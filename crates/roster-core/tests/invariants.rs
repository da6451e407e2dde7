//! Property tests: list, flag and view invariants hold after any sequence
//! of inbound events and follow-up completions, in any interleaving.

use chrono::{TimeZone, Utc};
use proptest::prelude::*;
use roster_core::protocol::{ConnectionEvent, ServerMessage};
use roster_core::{
    FriendEdge, Followup, IgnoreAction, Inbound, PresenceEntry, RelationshipChange,
    RelationshipKind, RosterState, Status,
};

const OWN: &str = "Alice";
const NAMES: [&str; 6] = ["Alice", "Bob", "Carol", "Dave", "Eve", "Mallory"];

#[derive(Debug, Clone)]
enum Step {
    Event(Inbound),
    /// Complete the pending follow-up at this index (mod len) with a fetch
    /// result built from these names
    Complete(usize, Vec<String>),
}

fn arb_name() -> impl Strategy<Value = String> {
    (0..NAMES.len(), any::<bool>()).prop_map(|(i, upper)| {
        if upper {
            NAMES[i].to_uppercase()
        } else {
            NAMES[i].to_string()
        }
    })
}

fn arb_status() -> impl Strategy<Value = Status> {
    prop_oneof![
        Just(Status::Offline),
        Just(Status::Online),
        Just(Status::Away),
        Just(Status::Busy),
        Just(Status::Looking),
        Just(Status::Dnd),
        Just(Status::Idle),
    ]
}

fn arb_text() -> impl Strategy<Value = String> {
    prop_oneof![Just(String::new()), Just("hi".to_string()), Just("a &amp; b".to_string())]
}

fn arb_names() -> impl Strategy<Value = Vec<String>> {
    prop::collection::vec(arb_name(), 0..4)
}

fn arb_relationship() -> impl Strategy<Value = RelationshipKind> {
    prop_oneof![
        Just(RelationshipKind::FriendAdd),
        Just(RelationshipKind::FriendRemove),
        Just(RelationshipKind::BookmarkAdd),
        Just(RelationshipKind::BookmarkRemove),
    ]
}

fn arb_message() -> impl Strategy<Value = ServerMessage> {
    prop_oneof![
        (arb_name(), arb_status(), arb_text()).prop_map(|(character, status, statusmsg)| {
            ServerMessage::StatusUpdate {
                character,
                status,
                statusmsg,
            }
        }),
        (arb_name(), arb_status()).prop_map(|(identity, status)| ServerMessage::Online {
            identity,
            gender: Default::default(),
            status,
        }),
        arb_name().prop_map(|character| ServerMessage::Offline { character }),
        prop::collection::vec((arb_name(), arb_status(), arb_text()), 0..4).prop_map(|entries| {
            ServerMessage::PresenceBatch {
                characters: entries
                    .into_iter()
                    .map(|(name, status, text)| PresenceEntry(name, Default::default(), status, text))
                    .collect(),
            }
        }),
        (arb_relationship(), arb_name())
            .prop_map(|(kind, name)| ServerMessage::Relationship(RelationshipChange { kind, name })),
        arb_names().prop_map(|characters| ServerMessage::Ignore(IgnoreAction::Init { characters })),
        arb_name().prop_map(|character| ServerMessage::Ignore(IgnoreAction::Add { character })),
        arb_name().prop_map(|character| ServerMessage::Ignore(IgnoreAction::Delete { character })),
        arb_names().prop_map(|ops| ServerMessage::OpList { ops }),
        arb_name().prop_map(|character| ServerMessage::OpAdd { character }),
        arb_name().prop_map(|character| ServerMessage::OpRemove { character }),
    ]
}

fn arb_step() -> impl Strategy<Value = Step> {
    prop_oneof![
        6 => arb_message().prop_map(|m| Step::Event(m.into())),
        1 => any::<bool>().prop_map(|is_reconnect| {
            Step::Event(ConnectionEvent::Connecting { is_reconnect }.into())
        }),
        1 => any::<bool>().prop_map(|is_reconnect| {
            Step::Event(ConnectionEvent::Connected { is_reconnect }.into())
        }),
        3 => (any::<usize>(), arb_names()).prop_map(|(i, names)| Step::Complete(i, names)),
    ]
}

fn edges(names: &[String]) -> Vec<FriendEdge> {
    let last_online = Utc.timestamp_opt(0, 0).unwrap();
    names
        .iter()
        .flat_map(|dest| {
            [OWN, "Zed"].map(|source| FriendEdge {
                source: source.to_string(),
                dest: dest.clone(),
                last_online,
            })
        })
        .collect()
}

fn complete(state: &mut RosterState, followup: Followup, names: Vec<String>) {
    match followup {
        Followup::Resync { epoch } => {
            state.finish_resync(epoch, names.clone(), &edges(&names));
        }
        Followup::ReplayStatus(_) => {}
        Followup::RefreshCharacterFriends { epoch, seq } => {
            state.apply_character_friend_edges(epoch, seq, None, &edges(&names));
        }
        Followup::ConfirmIdentity { epoch, seq, own } => {
            state.apply_character_friend_edges(epoch, seq, Some(&own), &edges(&names));
        }
    }
}

fn run(steps: Vec<Step>) -> Result<(), TestCaseError> {
    let mut state = RosterState::new();
    let mut pending: Vec<Followup> = Vec::new();
    let mut last_version = 0;

    for step in steps {
        match step {
            Step::Event(inbound) => {
                if let Some(followup) = state.apply(inbound, OWN) {
                    pending.push(followup);
                }
            }
            Step::Complete(index, names) => {
                if !pending.is_empty() {
                    let followup = pending.remove(index % pending.len());
                    complete(&mut state, followup, names);
                }
            }
        }

        if let Err(violation) = state.check_consistency() {
            return Err(TestCaseError::fail(violation));
        }
        let (version, _) = state.take_changes();
        prop_assert!(version >= last_version);
        last_version = version;
    }
    Ok(())
}

proptest! {
    #![proptest_config(proptest::test_runner::Config::with_cases(512))]

    #[test]
    fn invariants_hold_for_any_sequence(steps in prop::collection::vec(arb_step(), 0..60)) {
        run(steps)?;
    }

    #[test]
    fn offline_characters_are_never_in_views(steps in prop::collection::vec(arb_step(), 0..60)) {
        let mut state = RosterState::new();
        for step in steps {
            if let Step::Event(inbound) = step {
                if let Some(Followup::Resync { epoch }) = state.apply(inbound, OWN) {
                    state.finish_resync(epoch, vec!["Bob".to_string()], &edges(&["Carol".to_string()]));
                }
            }
            for c in state.friends().into_iter().chain(state.bookmarks()).chain(state.character_friends()) {
                prop_assert!(c.is_online(), "{} is offline but listed", c.name);
            }
        }
    }

    #[test]
    fn ignore_list_stays_normalized(actions in prop::collection::vec(
        prop_oneof![
            arb_names().prop_map(|characters| IgnoreAction::Init { characters }),
            arb_name().prop_map(|character| IgnoreAction::Add { character }),
            arb_name().prop_map(|character| IgnoreAction::Delete { character }),
        ],
        0..30,
    )) {
        let mut state = RosterState::new();
        for action in actions {
            state.apply_ignore(action);
            let list = state.ignore_list();
            prop_assert!(list.iter().all(|n| *n == n.to_lowercase()));
            let mut sorted = list.to_vec();
            sorted.sort();
            sorted.dedup();
            prop_assert_eq!(sorted.len(), list.len());
        }
    }
}
//! Character entity and the protocol enumerations it carries

use serde::{Deserialize, Serialize};
use std::fmt;

use crate::overrides::Overrides;

/// Presence status as reported by the chat server
///
/// Unrecognized status strings degrade to [`Status::Online`]: the character
/// is present, only its substate is unknown.
#[derive(Debug, Clone, Copy, Serialize, Deserialize, PartialEq, Eq, Hash, Default)]
#[serde(rename_all = "lowercase", from = "String")]
pub enum Status {
    #[default]
    Offline,
    Online,
    Away,
    Busy,
    Looking,
    Dnd,
    Idle,
    Crown,
}

impl Status {
    pub fn is_offline(self) -> bool {
        self == Status::Offline
    }

    pub fn as_str(self) -> &'static str {
        match self {
            Status::Offline => "offline",
            Status::Online => "online",
            Status::Away => "away",
            Status::Busy => "busy",
            Status::Looking => "looking",
            Status::Dnd => "dnd",
            Status::Idle => "idle",
            Status::Crown => "crown",
        }
    }
}

impl From<&str> for Status {
    fn from(value: &str) -> Self {
        match value.to_ascii_lowercase().as_str() {
            "offline" => Status::Offline,
            "online" => Status::Online,
            "away" => Status::Away,
            "busy" => Status::Busy,
            "looking" => Status::Looking,
            "dnd" => Status::Dnd,
            "idle" => Status::Idle,
            "crown" => Status::Crown,
            other => {
                tracing::debug!("Unknown status '{}', treating as online", other);
                Status::Online
            }
        }
    }
}

impl From<String> for Status {
    fn from(value: String) -> Self {
        Status::from(value.as_str())
    }
}

impl fmt::Display for Status {
    fn fmt(&self, f: &mut fmt::Formatter<'_>) -> fmt::Result {
        f.write_str(self.as_str())
    }
}

/// Gender strings used by the chat protocol; unknown values map to `None`
#[derive(Debug, Clone, Copy, Serialize, Deserialize, PartialEq, Eq, Hash, Default)]
#[serde(from = "String")]
pub enum Gender {
    #[default]
    None,
    Male,
    Female,
    Transgender,
    Herm,
    Shemale,
    #[serde(rename = "Male-Herm")]
    MaleHerm,
    #[serde(rename = "Cunt-boy")]
    Cuntboy,
}

impl From<&str> for Gender {
    fn from(value: &str) -> Self {
        match value {
            "Male" => Gender::Male,
            "Female" => Gender::Female,
            "Transgender" => Gender::Transgender,
            "Herm" => Gender::Herm,
            "Shemale" => Gender::Shemale,
            "Male-Herm" => Gender::MaleHerm,
            "Cunt-boy" => Gender::Cuntboy,
            _ => Gender::None,
        }
    }
}

impl From<String> for Gender {
    fn from(value: String) -> Self {
        Gender::from(value.as_str())
    }
}

/// Fixed palette for the local name-color override
#[derive(Debug, Clone, Copy, Serialize, Deserialize, PartialEq, Eq, Hash, Default)]
#[serde(rename_all = "lowercase")]
pub enum CharacterColor {
    Red,
    Orange,
    Yellow,
    Green,
    Cyan,
    Purple,
    Blue,
    Pink,
    Black,
    Brown,
    White,
    Gray,
    #[default]
    None,
}

impl CharacterColor {
    /// Case-insensitive palette lookup. Absent or unknown names give `None`.
    pub fn from_name(name: Option<&str>) -> Self {
        let Some(name) = name else {
            return CharacterColor::None;
        };
        match name.to_ascii_lowercase().as_str() {
            "red" => CharacterColor::Red,
            "orange" => CharacterColor::Orange,
            "yellow" => CharacterColor::Yellow,
            "green" => CharacterColor::Green,
            "cyan" => CharacterColor::Cyan,
            "purple" => CharacterColor::Purple,
            "blue" => CharacterColor::Blue,
            "pink" => CharacterColor::Pink,
            "black" => CharacterColor::Black,
            "brown" => CharacterColor::Brown,
            "white" => CharacterColor::White,
            "gray" => CharacterColor::Gray,
            _ => CharacterColor::None,
        }
    }
}

/// A character known to this client
///
/// Instances are owned by the [`CharacterRegistry`](crate::registry::CharacterRegistry).
/// `status` must only change through
/// [`RosterState::set_status`](crate::state::RosterState::set_status) or the
/// presence reset, otherwise the derived presence views drift.
#[derive(Debug, Clone, PartialEq, Serialize)]
#[serde(rename_all = "camelCase")]
pub struct Character {
    pub name: String,
    pub gender: Gender,
    pub status: Status,
    pub status_text: String,
    pub previous_status_text: String,
    pub is_friend: bool,
    pub is_bookmarked: bool,
    pub is_character_friend: bool,
    pub is_chat_op: bool,
    pub is_ignored: bool,
    pub overrides: Overrides,
}

impl Character {
    pub fn new(name: impl Into<String>) -> Self {
        Self {
            name: name.into(),
            gender: Gender::None,
            status: Status::Offline,
            status_text: String::new(),
            previous_status_text: String::new(),
            is_friend: false,
            is_bookmarked: false,
            is_character_friend: false,
            is_chat_op: false,
            is_ignored: false,
            overrides: Overrides::default(),
        }
    }

    pub fn is_online(&self) -> bool {
        !self.status.is_offline()
    }

    pub fn has_status_text_changed(&self) -> bool {
        self.previous_status_text != self.status_text
    }

    /// Gender to display: the local override if set, else the reported one
    pub fn effective_gender(&self) -> Gender {
        self.overrides.gender.unwrap_or(self.gender)
    }

    /// Status to display: the local override if set, else the reported one
    pub fn effective_status(&self) -> Status {
        self.overrides.status.unwrap_or(self.status)
    }
}

/// Decode the HTML entities the server escapes in status messages.
///
/// Unknown or malformed entities are left as-is.
pub fn decode_html(input: &str) -> String {
    html_escape::decode_html_entities(input).into_owned()
}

::::

» **Problem to solve**
Without adding anything, say how many lines in the listing above include the string "Away".

» **Response**
4